MIA E LA VORAGINE. Noterelle di lettura di Vincenzo Palmisano

Dopo Orazio, figlio d’arte del poeta dialettale sanmichelano, ecco Diana, figlia d’arte dei due intellettuali sanmichelani Rosaria Gasparro e Mimino Ligorio, esordiente nella narrativa con il libro “Mia e la voragine”, Terra Rossa Editrice.

Appena è uscito, l’ho subito acquistato e l’ho centellinato.

Fin dalle prime battute ho capito che avevo tra le mani un libro singolare, nuovo, diverso.

Innanzitutto, la trama, emancipandosi dal modello della narrativa tradizionale, si dipana con un andamento zigzagante, sussultorio e accattivante.

Il libro è una grande affabulazione, uno spettacolo verbale ricco di allitterazioni, metafore, similitudini, onomatopee, in uno stupefacente fuoco d’artificio di immagini.

Ogni capitolo è la registrazione di un evento che genera altri eventi e sorprese a non finire.

La prosa, insaporita da un linguaggio pop, ha il ritmo sincopato del jazz.

Il tema centrale del libro è l’eterno rapporto conflittuale madre-figlia.

La madre di Mia Balestra, la dottoressa Alma Distante, è talmente innamorata della sua professione e della cura dei suoi affezionatissimi pazienti da interporre tra sé e la figlia una incolmabile distanza.

Mia naturalmente si sente trascurata, ne soffre e cerca di colmare questo vuoto incolmabile.

Come?. Seguitemi.

La storia-favola di Mia e della madre è ambientata nella terra delle gravine. In una di esse, a ridosso del paesino in cui Mia è costretta a trascorrere malvolentieri tutte le estati, c’è una grande voragine che attrae la sua curiosità.

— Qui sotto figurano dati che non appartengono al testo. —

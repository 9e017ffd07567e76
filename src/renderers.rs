use crate::cells::{Cartesian2DCoordinate, CompassPrimary};
use crate::dungeon::Dungeon;
use crate::exits::Exits;

use image::{ImageBuffer, Rgb, RgbImage};
use std::cmp;
use std::io;
use std::path::Path;

const BLACK: Rgb<u8> = Rgb { data: [0, 0, 0] };
const WHITE: Rgb<u8> = Rgb { data: [0xff, 0xff, 0xff] };

#[derive(Debug, Copy, Clone)]
pub struct RenderOptions<'path> {
    room_pixels: u8,
    output_file: Option<&'path Path>,
}

#[derive(Debug, Copy, Clone)]
pub struct RenderOptionsBuilder<'path> {
    options: RenderOptions<'path>,
}

impl<'path> RenderOptionsBuilder<'path> {
    pub fn new() -> RenderOptionsBuilder<'path> {
        RenderOptionsBuilder {
            options: RenderOptions {
                room_pixels: 10,
                output_file: None,
            },
        }
    }

    pub fn room_pixels(mut self, room_pixels: u8) -> RenderOptionsBuilder<'path> {
        self.options.room_pixels = room_pixels;
        self
    }

    pub fn output_file(mut self, path: Option<&'path Path>) -> RenderOptionsBuilder<'path> {
        self.options.output_file = path;
        self
    }

    pub fn build(self) -> RenderOptions<'path> {
        self.options
    }
}

/// Render the dungeon's room map to a PNG file, if an output file was set.
///
/// Any cell with a non zero exit mask is drawn as a room block; each set east
/// or south bit adds a corridor bar spanning the full gap to the neighbouring
/// room, so the mirrored bit on the other side needs no stub of its own.
/// Sealed cells (empty masks) stay background coloured.
pub fn render_dungeon(dungeon: &Dungeon, options: &RenderOptions) -> io::Result<()> {
    if let Some(path) = options.output_file {
        let image = dungeon_image(dungeon, options.room_pixels);
        image.save(path)?;
    }
    Ok(())
}

fn dungeon_image(dungeon: &Dungeon, room_pixels: u8) -> RgbImage {
    let geometry = RenderGeometry::new(room_pixels);
    let (image_width, image_height) = geometry.image_size(dungeon);
    let mut image: RgbImage = ImageBuffer::from_pixel(image_width, image_height, BLACK);

    for y in 0..dungeon.height().0 {
        for x in 0..dungeon.width().0 {
            let coord = Cartesian2DCoordinate::new(x as u32, y as u32);
            let exits = dungeon.exits(coord).unwrap_or_else(Exits::none);
            if exits.is_empty() {
                continue;
            }

            let room_x = geometry.margin + x as u32 * geometry.room_delta;
            let room_y = geometry.margin + y as u32 * geometry.room_delta;
            fill_rect(&mut image, room_x, room_y, geometry.room, geometry.room, WHITE);

            if exits.contains(CompassPrimary::East) {
                fill_rect(&mut image,
                          room_x + geometry.room,
                          room_y + geometry.corridor_offset,
                          geometry.corridor_length,
                          geometry.corridor_thickness,
                          WHITE);
            }
            if exits.contains(CompassPrimary::South) {
                fill_rect(&mut image,
                          room_x + geometry.corridor_offset,
                          room_y + geometry.room,
                          geometry.corridor_thickness,
                          geometry.corridor_length,
                          WHITE);
            }
        }
    }

    image
}

#[derive(Debug, Copy, Clone)]
struct RenderGeometry {
    room: u32,
    corridor_length: u32,
    corridor_thickness: u32,
    corridor_offset: u32,
    room_delta: u32,
    margin: u32,
}

impl RenderGeometry {
    fn new(room_pixels: u8) -> RenderGeometry {
        let room = cmp::max(4, room_pixels as u32);
        let corridor_length = room / 2;
        let corridor_thickness = cmp::max(1, room * 3 / 10);
        RenderGeometry {
            room,
            corridor_length,
            corridor_thickness,
            corridor_offset: (room - corridor_thickness) / 2,
            room_delta: room + corridor_length,
            margin: room * 3,
        }
    }

    fn image_size(&self, dungeon: &Dungeon) -> (u32, u32) {
        // no corridor gap after the final row/column of rooms
        let width = dungeon.width().0 as u32 * self.room_delta - self.corridor_length +
                    2 * self.margin;
        let height = dungeon.height().0 as u32 * self.room_delta - self.corridor_length +
                     2 * self.margin;
        (width, height)
    }
}

fn fill_rect(image: &mut RgbImage, x: u32, y: u32, width: u32, height: u32, colour: Rgb<u8>) {
    for px in x..(x + width) {
        for py in y..(y + height) {
            image.put_pixel(px, py, colour);
        }
    }
}

#[cfg(test)]
mod tests {

    use super::*;
    use crate::units::{Height, Width};

    fn gc(x: u32, y: u32) -> Cartesian2DCoordinate {
        Cartesian2DCoordinate::new(x, y)
    }

    #[test]
    fn image_size_accounts_for_margins_and_final_room() {
        let d = Dungeon::new(Width(3), Height(2)).expect("valid dimensions");
        let geometry = RenderGeometry::new(10);
        // room 10, corridor 5, margin 30: 3*15 - 5 + 60 by 2*15 - 5 + 60
        assert_eq!(geometry.image_size(&d), (100, 85));
    }

    #[test]
    fn rooms_and_corridors_are_painted() {
        let mut d = Dungeon::new(Width(2), Height(1)).expect("valid dimensions");
        d.carve(gc(0, 0), CompassPrimary::East);

        let image = dungeon_image(&d, 10);

        // centre of the left room
        assert_eq!(*image.get_pixel(35, 35), WHITE);
        // centre of the corridor between the two rooms
        assert_eq!(*image.get_pixel(42, 35), WHITE);
        // centre of the right room
        assert_eq!(*image.get_pixel(50, 35), WHITE);
        // margin stays background coloured
        assert_eq!(*image.get_pixel(5, 5), BLACK);
    }

    #[test]
    fn sealed_cells_are_not_painted() {
        let mut d = Dungeon::new(Width(2), Height(1)).expect("valid dimensions");
        d.carve(gc(0, 0), CompassPrimary::East);
        d.erase(gc(0, 0), CompassPrimary::East);

        let image = dungeon_image(&d, 10);
        assert_eq!(*image.get_pixel(35, 35), BLACK);
        assert_eq!(*image.get_pixel(50, 35), BLACK);
    }

    #[test]
    fn tiny_room_pixel_requests_are_clamped() {
        let geometry = RenderGeometry::new(0);
        assert!(geometry.room >= 4);
        assert!(geometry.corridor_thickness >= 1);
    }

    #[test]
    fn rendering_without_an_output_file_is_a_no_op() {
        let d = Dungeon::new(Width(2), Height(2)).expect("valid dimensions");
        let options = RenderOptionsBuilder::new().room_pixels(8).build();
        assert!(render_dungeon(&d, &options).is_ok());
    }
}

E un bel mattino, dopo aver a lungo esitato, in compagnia di tre ragazzini suoi coetanei, scende nella voragine.

E da quel momento, il lettore assisterà come in un lunghissimo sogno al viaggio di Mia nelle viscere della terra. Un imbuto abissale misterioso e fatato, dove accade di tutto, l’umano diventa naturale e il naturale muta e si trasforma.

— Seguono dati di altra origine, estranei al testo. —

//! parmalloc: a thread-caching memory allocator with background
//! reclamation.
//!
//! Three tiers service every request:
//! - per-thread arenas: a bump region plus a LIFO cache of released
//!   spans, touched without any locks
//! - a shared central pool of coalesced free spans behind a spin latch
//! - whole-page anonymous mappings from the OS
//!
//! Releases land on the releasing thread's cache; once the cache crosses
//! a watermark it is ceded wholesale through a latched handoff queue to a
//! background reclaimer, which address-sorts, coalesces, and republishes
//! the spans through the central pool. Requests of a page or more skip
//! all of it and map directly.
//!
//! # Usage
//!
//! ```ignore
//! #[global_allocator]
//! static GLOBAL: parmalloc::ParMalloc = parmalloc::ParMalloc;
//! ```
//!
//! Building with `--features ffi` additionally exports `malloc`, `free`,
//! `realloc`, and `calloc` so the cdylib can be preloaded.

pub mod platform;
pub mod sync;
pub mod span;
pub mod central;
pub mod arena;
pub mod reclaim;
pub mod allocator;
#[cfg(feature = "ffi")]
pub mod ffi;

/// Page size assumed for OS mappings (4 KiB).
pub const PAGE_SHIFT: usize = 12;
pub const PAGE_SIZE: usize = 1 << PAGE_SHIFT;

// Re-export the public surface at the crate root.
pub use allocator::{allocate, release, resize, ParMalloc};
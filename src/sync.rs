//! Spin latches guarding the shared lists.
//!
//! Every critical section in the crate is a handful of pointer writes, so a
//! test-and-set spinlock is enough. The only blocking primitive anywhere is
//! the reclaimer's condition variable.

use core::cell::UnsafeCell;
use core::hint;
use core::ops::{Deref, DerefMut};
use core::sync::atomic::{AtomicBool, Ordering};

/// A test-and-set spinlock around a value.
pub struct SpinMutex<T> {
    locked: AtomicBool,
    value: UnsafeCell<T>,
}

// SAFETY: the latch grants exclusive access to the inner value, so sharing
// the mutex is as safe as sending the value.
unsafe impl<T: Send> Send for SpinMutex<T> {}
unsafe impl<T: Send> Sync for SpinMutex<T> {}

impl<T> SpinMutex<T> {
    pub const fn new(value: T) -> Self {
        Self {
            locked: AtomicBool::new(false),
            value: UnsafeCell::new(value),
        }
    }

    /// Acquire the latch, spinning until it is free.
    #[inline]
    pub fn lock(&self) -> SpinGuard<'_, T> {
        while self.locked.swap(true, Ordering::Acquire) {
            // Spin on a plain load so contending cores don't fight over the
            // cache line in exclusive mode.
            while self.locked.load(Ordering::Relaxed) {
                hint::spin_loop();
            }
        }
        SpinGuard { lock: self }
    }
}

/// RAII guard; the latch is released on drop.
pub struct SpinGuard<'a, T> {
    lock: &'a SpinMutex<T>,
}

impl<T> Deref for SpinGuard<'_, T> {
    type Target = T;

    #[inline]
    fn deref(&self) -> &T {
        // SAFETY: the guard holds the latch.
        unsafe { &*self.lock.value.get() }
    }
}

impl<T> DerefMut for SpinGuard<'_, T> {
    #[inline]
    fn deref_mut(&mut self) -> &mut T {
        // SAFETY: the guard holds the latch.
        unsafe { &mut *self.lock.value.get() }
    }
}

impl<T> Drop for SpinGuard<'_, T> {
    #[inline]
    fn drop(&mut self) {
        self.lock.locked.store(false, Ordering::Release);
    }
}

Ometto la descrizione particolareggiata di tutto quello che vedrete e sentirete, per lasciare a voi il piacere della scoperta.

Questa opera prima di Diana Ligorio, a tinte forti e a tratti urticante, non è un libro di evasione o di  intrattenimento. E’ un libro che bisogna leggere. E’ una scrittura, la sua, che scaturisce da un retroterra culturale notevole.

Chi ha dimestichezza con le avanguardie e gli sperimentalismi letterari ricorderà le “Metamorfosi” di Ovidio, “La metamorfosi” e “La tana” di Kafka, la “Centuria” di Giorgio Manganelli, o di altri campioni del funambolismo linguistico.

Grandioso il monumentale “Horcynus Orca” di Stefano D’Arrigo.

Ogni libro lascia qualcosa al lettore. Io mi porterò dentro due capitoli, il 13 (Niente, non le piaceva nessuna di quelle stoffe…) e il 14 ( Svegliarsi quando si compiono undici anni… ), due piccoli gioielli da custodire nello scrigno della memoria.

Il lungo viaggio di redenzione e di liberazione di Mia si conclude.

Chiudo il libro e lo metto nello scaffale accanto a  “Spazi e tempi” di Pietro Tagliente, 2008, e “Istantanea in bianco e nero” di Sara Argentiero, 2009, due altri talenti sanmichelani.